Historia de la CARE

En la memoria de nuestros ancestros existe el recuerdo de los ashaninkas en las tierras del Valle del Ene los cuales vivían en familias y sus territorios no tenían fronteras. Los ashaninkas vivían a su manera por todo el río pescaban, construían balsas y canoas, reían, se bañaban, discutían, se casaban, tomaban mazato  y el tiempo pasaba como pasa el agua del río inmenso que miramos cada día, el Río Ene.

Esa situación fue cambiando con el tiempo, mientras venían cada vez más y más los llamados colonizadores. La época del caucho fue terrible (hombres armados engañaban y azotaban a los Asháninka, robaban a sus hijos para hacerles trabajar en el bosque como esclavos.                    

A las mujeres y las niñas las subastaban en sus barcos como si fueran animales); pasaron los años y vinieron las invasiones de colonos a los territorios de los ashaninkas.

Después de las invasiones se desató un infierno peor que aquel de los caucheros: la violencia social (entre los años 1980 al 2000); camuflados y mezclados entre los colonos que seguían llegando, aparecieron oscuros personajes, se presentaban como “compañeros” y “camaradas”. De aquello hubo tristeza, lagrimas y muerte. Mataron por cientos a los ashaninkas, casi sin gastar balas, cortándoles a machete o dejándoles morir de hambre y enfermos. El río, nuestro río, se llenó de cadáveres. Algunos ashaninkas, avisados en sus sueños, tuvieron la suerte de escapar cada vez más lejos y mal vivir en lugares donde ni siquiera crecía la yuca. Ante la desprotección y lesión de los derechos humanos del pueblo ashaninka del Río Ene, era clara la necesidad de contar con una organización indígena, la cual tendría que fortalecer a las comunidades nativas, confrontar los conflictos que se suscitan en perjuicio de las mismas.

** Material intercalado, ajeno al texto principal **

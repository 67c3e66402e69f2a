//! Scanner implementations for the supported services.
//!
//! All services are used through the [`Scanner`] trait:
//!
//! - [`Scanner::get_report`]: look up a report by SHA-256 or scan id, reading
//!   and writing the on-disk cache.
//! - [`Scanner::scan`]: upload a file for analysis.
//! - [`Scanner::rescan`]: ask the service to analyse a known resource again.
//!
//! Each scanner owns a [`RateLimiter`] and never has more than one request in
//! flight.
//!
//! # Architecture
//!
//! - [`limiter`]: per class request throttling
//! - [`virustotal`]: VirusTotal API v2
//! - [`honeypot`]: legacy VirusTotal honeypot API
//! - [`metascan`]: Metascan / Metadefender

pub mod honeypot;
pub mod limiter;
pub mod metascan;
pub mod virustotal;

use std::fs;
use std::path::{Path, PathBuf};
use std::sync::atomic::AtomicBool;
use std::sync::Arc;

use crate::cache::path_for_cached_element;
use crate::http::{
    HttpRequest, ReqwestTransport, Transport, TransportError, DEFAULT_TIMEOUT, LOOKUP_TIMEOUT,
};
use crate::report::{Provider, Report};

pub use honeypot::HoneypotScanner;
pub use limiter::{describe_wait, sleep_until, Interrupted, RateLimiter, RateLimits, RequestPool};
pub use metascan::MetascanScanner;
pub use virustotal::VirusTotalScanner;

/// Errors from scanner operations.
#[derive(Debug, thiserror::Error)]
pub enum ScanError {
    /// No response could be obtained.
    #[error(transparent)]
    Transport(#[from] TransportError),

    /// The service answered with a status other than 200.
    #[error("{provider} answered with HTTP status {status}: {reason}")]
    Status {
        provider: Provider,
        status: u16,
        reason: &'static str,
    },

    /// The response or cached file is not what the service should send.
    #[error("Malformed {provider} response: {source}")]
    Decode {
        provider: Provider,
        #[source]
        source: serde_json::Error,
    },

    /// The resource id cannot be sent to the service.
    #[error("Invalid resource identifier: {0:?}")]
    InvalidResource(String),

    /// An empty path was given for upload.
    #[error("No file given for submission")]
    EmptyPath,

    /// The file to upload cannot be accessed.
    #[error("Cannot read {path}: {source}")]
    Io {
        path: PathBuf,
        #[source]
        source: std::io::Error,
    },

    /// The service answered but did not queue the request.
    #[error("{provider} did not accept the request: {message}")]
    NotAccepted { provider: Provider, message: String },

    /// Shutdown was requested while waiting for the rate limit.
    #[error(transparent)]
    Interrupted(#[from] Interrupted),
}

/// How [`Scanner::get_report`] uses the on-disk cache.
#[derive(Debug, Clone, Default, PartialEq, Eq)]
pub struct CachePolicy {
    /// Answer lookups from the cache when possible.
    pub read: bool,
    /// Cache root. Successful responses are written here even when `read` is
    /// off. `None` disables the cache entirely.
    pub dir: Option<PathBuf>,
}

impl CachePolicy {
    /// No cache reads or writes.
    #[must_use]
    pub fn disabled() -> Self {
        Self::default()
    }

    /// Read from and write to the cache below `dir`.
    #[must_use]
    pub fn read_write(dir: impl Into<PathBuf>) -> Self {
        Self {
            read: true,
            dir: Some(dir.into()),
        }
    }

    /// Only write fetched reports to the cache below `dir`.
    #[must_use]
    pub fn write_only(dir: impl Into<PathBuf>) -> Self {
        Self {
            read: false,
            dir: Some(dir.into()),
        }
    }
}

/// Uniform interface over the scanning services.
pub trait Scanner {
    /// The service behind this scanner.
    fn provider(&self) -> Provider;

    /// Look up the report for `resource` (a SHA-256 or a scan id).
    ///
    /// # Errors
    ///
    /// Returns an error for invalid ids, transport failures, non-200 answers
    /// and undecodable responses. An undecodable cached file is removed.
    fn get_report(&mut self, resource: &str, cache: &CachePolicy) -> Result<Report, ScanError>;

    /// Upload `path` for analysis and return the scan id.
    ///
    /// # Errors
    ///
    /// Fails unless the service confirms the file was queued.
    fn scan(&mut self, path: &Path) -> Result<String, ScanError>;

    /// Request a new analysis of a known resource and return the scan id.
    ///
    /// # Errors
    ///
    /// Fails unless the service confirms the rescan was queued.
    fn rescan(&mut self, resource: &str) -> Result<String, ScanError>;

    /// Largest file size in bytes the service accepts for upload.
    fn max_scan_size(&self) -> u64;
}

/// Settings for [`build_scanner`].
#[derive(Debug, Clone)]
pub struct ScannerSettings {
    pub provider: Provider,
    pub api_key: String,
    pub honour_time_limit: bool,
    /// Extra CA certificate for the Metadefender endpoint.
    pub certificate_file: Option<PathBuf>,
    /// Base URL of an on-premise Metadefender server.
    pub metascan_url: Option<String>,
    /// Override of the service's upload limit.
    pub max_scan_size: Option<u64>,
    pub shutdown_flag: Option<Arc<AtomicBool>>,
}

/// Build the scanner for `settings.provider` on top of the reqwest transport.
///
/// # Errors
///
/// Fails if the transport cannot be created, e.g. because the certificate
/// file is unusable.
pub fn build_scanner(settings: &ScannerSettings) -> Result<Box<dyn Scanner>, ScanError> {
    let certificate = match settings.provider {
        Provider::Metascan => settings.certificate_file.as_deref(),
        _ => None,
    };
    let transport = Box::new(ReqwestTransport::new(certificate, DEFAULT_TIMEOUT)?);
    Ok(build_scanner_with_transport(settings, transport))
}

/// Build the scanner for `settings.provider` on top of `transport`.
#[must_use]
pub fn build_scanner_with_transport(
    settings: &ScannerSettings,
    transport: Box<dyn Transport>,
) -> Box<dyn Scanner> {
    let limiter = |limits: RateLimits| {
        let limiter = RateLimiter::new(limits).with_time_limit(settings.honour_time_limit);
        match &settings.shutdown_flag {
            Some(flag) => limiter.with_shutdown_flag(Arc::clone(flag)),
            None => limiter,
        }
    };

    match settings.provider {
        Provider::VirusTotal => {
            let mut scanner = VirusTotalScanner::new(
                settings.api_key.clone(),
                transport,
                limiter(virustotal::RATE_LIMITS),
            );
            if let Some(size) = settings.max_scan_size {
                scanner = scanner.with_max_scan_size(size);
            }
            Box::new(scanner)
        }
        Provider::Honeypot => {
            let mut scanner = HoneypotScanner::new(
                settings.api_key.clone(),
                transport,
                limiter(honeypot::RATE_LIMITS),
            );
            if let Some(size) = settings.max_scan_size {
                scanner = scanner.with_max_scan_size(size);
            }
            Box::new(scanner)
        }
        Provider::Metascan => {
            let mut scanner = MetascanScanner::new(
                settings.api_key.clone(),
                transport,
                limiter(metascan::RATE_LIMITS),
            );
            if let Some(url) = &settings.metascan_url {
                scanner = scanner.with_server(url);
            }
            if let Some(size) = settings.max_scan_size {
                scanner = scanner.with_max_scan_size(size);
            }
            Box::new(scanner)
        }
    }
}

/// Whether `resource` may be sent as a report or rescan identifier.
///
/// Accepts SHA-256 digests and scan ids such as `<sha256>-<timestamp>`.
#[must_use]
pub fn is_valid_resource(resource: &str) -> bool {
    !resource.is_empty()
        && resource.len() <= 256
        && resource
            .bytes()
            .all(|b| b.is_ascii_alphanumeric() || b == b'-' || b == b'_')
}

/// Explanation for a non-200 status.
#[must_use]
pub fn status_reason(status: u16) -> &'static str {
    match status {
        204 => "request rate limit exceeded",
        400 => "bad request",
        401 => "invalid API key",
        403 => "forbidden, check the API key and its privileges",
        404 => "not found",
        413 => "file too large",
        429 => "too many requests",
        500..=599 => "service error",
        _ => "unexpected status",
    }
}

/// Shared report lookup: cache read, rate limit, request, write-through.
pub(crate) fn fetch_report(
    provider: Provider,
    limiter: &mut RateLimiter,
    transport: &dyn Transport,
    request: HttpRequest,
    resource: &str,
    cache: &CachePolicy,
) -> Result<Report, ScanError> {
    let cache_path = cache
        .dir
        .as_deref()
        .and_then(|dir| path_for_cached_element(resource, dir));

    if cache.read {
        if let Some(path) = cache_path.as_deref().filter(|p| p.is_file()) {
            let report = read_cached(provider, path)?;
            if !report.still_in_queue() {
                return Ok(report);
            }
            // A queued answer is only valid for the moment it was given.
            log::debug!("Discarding queued report cached at {}", path.display());
            remove_cached(path);
        }
    }

    let request = match request.timeout {
        Some(_) => request,
        None => request.timeout(LOOKUP_TIMEOUT),
    };
    limiter.wait_for_hash_lookup_limit_expiration()?;
    let response = transport.perform(&request);
    limiter.hash_lookup_was_now();
    let response = response?;

    if response.status != 200 {
        return Err(ScanError::Status {
            provider,
            status: response.status,
            reason: status_reason(response.status),
        });
    }

    let report = provider
        .decode(&response.body)
        .map_err(|source| ScanError::Decode { provider, source })?;

    match &cache_path {
        Some(path) if !report.still_in_queue() => write_cached(path, &response.body),
        _ => {}
    }
    Ok(report)
}

fn read_cached(provider: Provider, path: &Path) -> Result<Report, ScanError> {
    let body = fs::read(path).map_err(|source| ScanError::Io {
        path: path.to_path_buf(),
        source,
    })?;
    match provider.decode(&body) {
        Ok(report) => {
            log::debug!("Using cached report {}", path.display());
            Ok(report)
        }
        Err(source) => {
            log::warn!("Removing corrupted cache file {}", path.display());
            remove_cached(path);
            Err(ScanError::Decode { provider, source })
        }
    }
}

fn remove_cached(path: &Path) {
    if let Err(e) = fs::remove_file(path) {
        log::error!("Could not remove {}: {}", path.display(), e);
    }
}

fn write_cached(path: &Path, body: &[u8]) {
    let written = path
        .parent()
        .map_or(Ok(()), fs::create_dir_all)
        .and_then(|()| fs::write(path, body));
    if let Err(e) = written {
        log::warn!("Could not write cache file {}: {}", path.display(), e);
    }
}

/// Shared submission: rate limit, request, status check. Returns the body.
pub(crate) fn submit(
    provider: Provider,
    limiter: &mut RateLimiter,
    transport: &dyn Transport,
    request: &HttpRequest,
) -> Result<Vec<u8>, ScanError> {
    limiter.wait_for_scan_limit_expiration()?;
    let response = transport.perform(request);
    limiter.scan_request_was_now();
    let response = response?;

    if response.status != 200 {
        return Err(ScanError::Status {
            provider,
            status: response.status,
            reason: status_reason(response.status),
        });
    }
    Ok(response.body)
}

/// Reject empty paths and paths that are not readable files.
pub(crate) fn check_upload(path: &Path) -> Result<(), ScanError> {
    if path.as_os_str().is_empty() {
        return Err(ScanError::EmptyPath);
    }
    fs::metadata(path)
        .and_then(|meta| {
            if meta.is_file() {
                Ok(())
            } else {
                Err(std::io::Error::new(
                    std::io::ErrorKind::InvalidInput,
                    "not a regular file",
                ))
            }
        })
        .map_err(|source| ScanError::Io {
            path: path.to_path_buf(),
            source,
        })
}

Entonces, hubieron intentos de crear una organización indígena, la primera organización (OCARE) no alcanzó legitimidad y el siguiente (CARE), aunque con dificultades, ha logrado consolidarse hasta la fecha.Así en los ’80 se había formado una pequeña organización llamada “Organización Campa Asháninka del Río Ene” (OCARE), lamentablemente no llegó a tener la representación de todas las comunidades de la cuenca del Ene, ya que se había formado por una familia sin el conocimiento de las demás comunidades del Río Ene, no llegó a colmar las expectativas de la población además de no contar con el apoyo de las comunidades para su pleno funcionamiento. Luego, en 1993 se fundó CARE (Central Ashaninka del Río Ene) y durante varios años la organización no logró un posicionamiento efectivo en la zona debido a las diferentes limitaciones económicas de la institución así como al desinterés de anteriores dirigentes y en muchos casos a su vinculación con población de colonos, cocaleros y madereros. Luego de varios años de ausencia, en el año 2005 se inicia un proceso de revisión y reorganización de la Organización CARE.

Se realizaron reuniones con el apoyo de ARPI SC (Asociación Regional de Pueblos Indígenas de la Selva Central) y el DED (Servicio Alemán de Cooperación Social Técnica) para la elaboración de documentos que formalicen parte de las funciones de la Junta Directiva, además de brindar capacitación a la nueva Junta en temas relacionados al fortalecimiento organizativo. Luego de iniciado este proceso de reorganización CARE inicia las coordinaciones y trabajos de apoyo a sus comunidades afiliadas, principalmente en temas de Territorio y Educación bilingüe intercultural, habiéndose consolidado así como una Organización representativa desde las comunidades nativas hacia las Instituciones Públicas, Privadas y la Sociedad Civil, Actualmente CARE viene realizando grandes esfuerzos con la finalidad de promover el desarrollo socio económico mediante el manejo y aprovechamiento sostenible de sus recursos naturales, basado en los principios de la justicia, equidad, solidaridad, innovación y respeto a los conocimientos y capacidades endógenas de las comunidades nativas asentadas en la cuenca del Río Ene.